As stacks grow, it is not always advisable to have all resources managed in one single stack. So to split up resources by their usage leads to the question on how can CloudFormation reference data from a different stack.

AWS has a simple answer for that, “use import/export”. The drawback of this approach is, the exports are globally visible. So If you only want to share data between nested stacks you can use normal output values.

In my case, I had a root stack which holds 2 nested stacks. Those two nested stack had some shared dependencies, so there is the need for exchanging data. Here a short architectural overview.

nested stack hierarchy

So the root stack only contains of two separate sub-stacks with no information on its own.

The first stack (stack A) defines a S3 bucket. The second stack (stack B) defines a lambda which will do some operations on the objects of this bucket.

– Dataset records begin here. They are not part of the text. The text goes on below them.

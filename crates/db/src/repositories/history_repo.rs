//! Repository for the append-only `asset_history` table.

use assetflow_core::types::DbId;
use sqlx::PgPool;

use crate::models::history::{AssetHistory, AssetHistoryDetail, CreateHistoryEntry};

const COLUMNS: &str = "id, asset_id, action, details, performed_by_user_id, from_user_id, \
                       to_user_id, extra_data, created_at";

/// Columns for [`AssetHistoryDetail`] queries, aliased over `h`, `a`, `pb`, `fu`, `tu`.
const DETAIL_COLUMNS: &str = "h.id, h.asset_id, h.action, h.details, h.performed_by_user_id, \
                              h.from_user_id, h.to_user_id, h.extra_data, h.created_at, \
                              a.name AS asset_name, pb.username AS performed_by, \
                              fu.username AS from_user, tu.username AS to_user";

const DETAIL_JOINS: &str = "FROM asset_history h
             LEFT JOIN assets a ON a.id = h.asset_id
             LEFT JOIN users pb ON pb.id = h.performed_by_user_id
             LEFT JOIN users fu ON fu.id = h.from_user_id
             LEFT JOIN users tu ON tu.id = h.to_user_id";

/// Reads and appends asset history entries.
pub struct AssetHistoryRepo;

impl AssetHistoryRepo {
    /// Append an entry inside the caller's transaction.
    pub async fn insert(
        tx: &mut sqlx::Transaction<'_, sqlx::Postgres>,
        entry: &CreateHistoryEntry,
    ) -> Result<AssetHistory, sqlx::Error> {
        let query = format!(
            "INSERT INTO asset_history
                (asset_id, action, details, performed_by_user_id, from_user_id, to_user_id, extra_data)
             VALUES ($1, $2, $3, $4, $5, $6, $7)
             RETURNING {COLUMNS}"
        );
        sqlx::query_as::<_, AssetHistory>(&query)
            .bind(entry.asset_id)
            .bind(entry.action)
            .bind(&entry.details)
            .bind(entry.performed_by_user_id)
            .bind(entry.from_user_id)
            .bind(entry.to_user_id)
            .bind(&entry.extra_data)
            .fetch_one(&mut **tx)
            .await
    }

    /// History of one asset, newest first, with usernames resolved.
    pub async fn list_for_asset(
        pool: &PgPool,
        asset_id: DbId,
    ) -> Result<Vec<AssetHistoryDetail>, sqlx::Error> {
        let query = format!(
            "SELECT {DETAIL_COLUMNS}
             {DETAIL_JOINS}
             WHERE h.asset_id = $1
             ORDER BY h.created_at DESC, h.id DESC"
        );
        sqlx::query_as::<_, AssetHistoryDetail>(&query)
            .bind(asset_id)
            .fetch_all(pool)
            .await
    }

    /// Most recent entries across all assets.
    pub async fn recent(pool: &PgPool, limit: i64) -> Result<Vec<AssetHistoryDetail>, sqlx::Error> {
        let query = format!(
            "SELECT {DETAIL_COLUMNS}
             {DETAIL_JOINS}
             ORDER BY h.created_at DESC, h.id DESC
             LIMIT $1"
        );
        sqlx::query_as::<_, AssetHistoryDetail>(&query)
            .bind(limit)
            .fetch_all(pool)
            .await
    }
}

Here is the definition of stack A.

AWSTemplateFormatVersion: '2010-09-09'
Resources:
  bucket:
    Type: AWS::S3::Bucket
Outputs:
  BucketName:
    Value: !Ref bucket

Here the definition of stack B, with the lambda and a parameter definition for the required bucket name.

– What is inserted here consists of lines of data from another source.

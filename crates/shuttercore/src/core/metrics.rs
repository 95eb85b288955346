//! Prometheus metrics for the moderation flow
//!
//! - Submissions received and currently pending
//! - Decisions by outcome
//! - Watermark timing and failures by kind
//! - Transport failures by operation

use once_cell::sync::Lazy;
use prometheus::{
    register_counter, register_counter_vec, register_gauge, register_histogram, Counter, CounterVec, Gauge,
    Histogram,
};

/// Photos received from submitters
pub static SUBMISSIONS_TOTAL: Lazy<Counter> = Lazy::new(|| {
    register_counter!("shutter_submissions_total", "Total number of photos submitted for review").unwrap()
});

/// Submissions waiting for a decision
pub static PENDING_SUBMISSIONS: Lazy<Gauge> = Lazy::new(|| {
    register_gauge!("shutter_pending_submissions", "Submissions currently awaiting a decision").unwrap()
});

/// Processed decisions
/// Labels: outcome (posted/posted_unwatermarked/rejected/unknown_token/fetch_failed/post_failed/malformed)
pub static DECISIONS_TOTAL: Lazy<CounterVec> = Lazy::new(|| {
    register_counter_vec!(
        "shutter_decisions_total",
        "Total number of moderator decisions by outcome",
        &["outcome"]
    )
    .unwrap()
});

/// Watermark failures that fell back to the original
/// Labels: kind (decode/font/encode/task)
pub static WATERMARK_FAILURES_TOTAL: Lazy<CounterVec> = Lazy::new(|| {
    register_counter_vec!(
        "shutter_watermark_failures_total",
        "Total number of failed watermark attempts by kind",
        &["kind"]
    )
    .unwrap()
});

/// Time spent stamping a photo
pub static WATERMARK_DURATION_SECONDS: Lazy<Histogram> = Lazy::new(|| {
    register_histogram!(
        "shutter_watermark_duration_seconds",
        "Time spent decoding, stamping and re-encoding a photo",
        vec![0.05, 0.1, 0.25, 0.5, 1.0, 2.5, 5.0]
    )
    .unwrap()
});

/// Failed Bot API calls
/// Labels: operation (present/acknowledge/edit/post/fetch)
pub static TRANSPORT_ERRORS_TOTAL: Lazy<CounterVec> = Lazy::new(|| {
    register_counter_vec!(
        "shutter_transport_errors_total",
        "Total number of failed transport calls by operation",
        &["operation"]
    )
    .unwrap()
});

/// Registers every metric so they show up in /metrics with zero values.
pub fn init_metrics() {
    log::info!("Initializing metrics registry...");

    Lazy::force(&SUBMISSIONS_TOTAL);
    Lazy::force(&PENDING_SUBMISSIONS);
    Lazy::force(&WATERMARK_DURATION_SECONDS);

    for outcome in [
        "posted",
        "posted_unwatermarked",
        "rejected",
        "unknown_token",
        "fetch_failed",
        "post_failed",
        "malformed",
    ] {
        DECISIONS_TOTAL.with_label_values(&[outcome]);
    }
    for kind in ["decode", "font", "encode", "task"] {
        WATERMARK_FAILURES_TOTAL.with_label_values(&[kind]);
    }
    for operation in ["present", "acknowledge", "edit", "post", "fetch"] {
        TRANSPORT_ERRORS_TOTAL.with_label_values(&[operation]);
    }

    log::info!("Metrics registry initialized");
}

/// Counts a failed transport call
pub fn record_transport_error(operation: &str) {
    TRANSPORT_ERRORS_TOTAL.with_label_values(&[operation]).inc();
}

AWSTemplateFormatVersion: '2010-09-09'
Parameters:
  BucketName:
    Type: String
    Description: name of the bucket.
Resources:
  BucketFunction:
    Type: AWS::Lambda::Function
    Properties:
      Code: ...
      Description: performs some operation on the given bucket.
      Handler: index.handler
      Role: lambdarole
      Environment:
        Variables:
          bucket:
            Ref: BucketName

Now, the wiring is pretty straight forward. I had to connect the output of the first stack into the parameters section of the second stack. All this has to be done on the root level stack.

AWSTemplateFormatVersion: '2010-09-09'
Description: root level stack
Resources:
  stackA:
    Type: AWS::CloudFormation::Stack
    Properties:
      TemplateURL: stackA.yml
  stackB:
    Type: AWS::CloudFormation::Stack
    Properties:
      TemplateURL: stackB.yml
      Parameters:
        BucketName:
          Fn::GetAtt: [ stackA , Outputs.BucketName ]

This way I could share private information within my CloudFormation templates without the need to expose them publicly.